Saturday, July 7, 2012

mixed babies*

Two stories...

The other night, two nights ago actually, I had a dream.  It was at the end of the night, almost morning, almost time to wake up.  I dreamed I was expecting, in the late stages of pregnancy.  And then I had the baby - the dream included labor; it was an odd, dream version of labor, not completely logical, not including all the facts that even I know would be included, but the story continued its natural progression.  And so then I had the baby, a take-home baby, and I was still me, still infertile, with this shocking unexpected baby.  And I didn't know what to call him.  Everyone wanted to know his name, and I couldn't figure it out, which surprised everyone, and bewildered and distressed me.  But I just worked on it in my mind, and it took me days.  And in two or three days - a shockingly long time, for someone who so knows her own mind about these things - I decided that his name should be Christopher.  And then some time after that I woke up.

During the dream, I moved toward waking a couple of times.  (Those are the only dreams I remember - the ones that happen when I'm nearly awake.  I'll go years without noticing I've had a single dream; I'm sure I have them, I just don't remember them.  I rarely have nightmares.)  You know how sometimes when you're partly-awake, you'll have vague thoughts that reflect on the dream, that indicate you realize you're dreaming?  "That's not logical" or "I shouldn't be thinking about this" or, with a nightmare, "I should wake up and stop this," or whatever; but you're not awake, so you can't easily change the path of your thoughts and you drift back into sleep.  I think twice during that dream, I drifted far enough toward wakefulness to remember that I wasn't pregnant; that I'm infertile and this was all very unreal; and that entertaining a dream on this subject could hurt me and I would be wise to stop.  But I didn't step away from the dream, I faded back into it, and I was OK.
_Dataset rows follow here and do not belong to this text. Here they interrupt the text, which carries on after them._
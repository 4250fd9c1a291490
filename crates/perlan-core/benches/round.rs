use criterion::{black_box, criterion_group, criterion_main, Criterion};
use rand::rngs::StdRng;
use rand::SeedableRng;

use perlan_core::engine::{QuizSession, SessionSettings};
use perlan_core::model::{Category, Difficulty, GameConfig, PlayerAnswer, Question};
use perlan_core::random::select_round;
use perlan_core::scoring::{finalize, longest_streak};
use perlan_core::stats::StatsBook;

fn pool(n: usize) -> Vec<Question> {
    (0..n)
        .map(|i| Question {
            id: format!("q{i}"),
            category: Category::ALL[i % Category::ALL.len()],
            difficulty: Difficulty::Medium,
            text: format!("Question {i}?"),
            options: ["a".into(), "b".into(), "c".into()],
            correct_index: i % 3,
            fact: "fact".into(),
        })
        .collect()
}

fn config(category: Category) -> GameConfig {
    GameConfig {
        username: "bench".into(),
        category,
        difficulty: Difficulty::Medium,
        is_challenge_mode: true,
    }
}

fn bench_round_construction(c: &mut Criterion) {
    let mut group = c.benchmark_group("round");
    let small = pool(20);
    let large = pool(5_000);
    let mut rng = StdRng::seed_from_u64(1);

    group.bench_function("select_general_5000", |b| {
        b.iter(|| select_round(black_box(&large), Category::General, 10, &mut rng))
    });

    group.bench_function("select_fallback_20", |b| {
        b.iter(|| select_round(black_box(&small), Category::Christmas, 10, &mut rng))
    });

    group.bench_function("session_from_pool_5000", |b| {
        b.iter(|| {
            QuizSession::from_pool(
                config(Category::Volcanoes),
                black_box(&large),
                SessionSettings::default(),
                &mut rng,
            )
        })
    });

    group.finish();
}

fn bench_scoring(c: &mut Criterion) {
    let mut group = c.benchmark_group("scoring");
    let answers: Vec<PlayerAnswer> = (0..1_000)
        .map(|i| PlayerAnswer {
            question_id: format!("q{i}"),
            selected_option_index: Some(i % 3),
            is_correct: i % 7 != 0,
            time_taken: 3,
        })
        .collect();

    group.bench_function("finalize_1000", |b| b.iter(|| finalize(black_box(&answers))));
    group.bench_function("longest_streak_1000", |b| {
        b.iter(|| longest_streak(black_box(&answers)))
    });

    group.bench_function("stats_apply_100_rounds", |b| {
        let mut rng = StdRng::seed_from_u64(2);
        let questions = pool(50);
        let result = {
            let mut session = QuizSession::from_pool(
                config(Category::General),
                &questions,
                SessionSettings {
                    countdown_ticks: 0,
                    ..SessionSettings::default()
                },
                &mut rng,
            )
            .unwrap();
            loop {
                session.select(0).unwrap();
                if let perlan_core::engine::Advance::Completed(r) = session.advance().unwrap() {
                    break r;
                }
            }
        };
        b.iter(|| {
            let mut book = StatsBook::new();
            for _ in 0..100 {
                book.apply(black_box(&result), chrono::Utc::now());
            }
            book
        })
    });

    group.finish();
}

criterion_group!(benches, bench_round_construction, bench_scoring);
criterion_main!(benches);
After I woke up, I lay there for a while, thinking about it.  I know the strange delay in choosing a name (I've had children's names picked out for years) was a direct expression about my ambivalence about having a child - that it's truly not a part of my life, and its lack has in many ways been definitive for me - and also my recognition (in the dream's reality) of how big a deal this was.  Also, I have no explanation at all about the name Christopher.  It's not a family name, I've never had any particular devotion to or fascination with St. Christopher, and I would not actually name a child that.  (Not that it's not a nice name; it just has no particular appeal to me.)

Second story...

A friend of my husband's from college started dating a girl who had just graduated from college.  He was ten or twelve years older.  His friends were all skeptical when the relationship started, but the two got married.  I met her only once, for ten seconds at another wedding, not long after they were married.  A few years later, a friend of mine went to PPVI to see Dr. Hilgers, and ran into the wife there.  Turns out they were also having problems conceiving (they had been married just a couple of years).  And she had gotten married at just 22!  (Sometimes I forget that I was 23.)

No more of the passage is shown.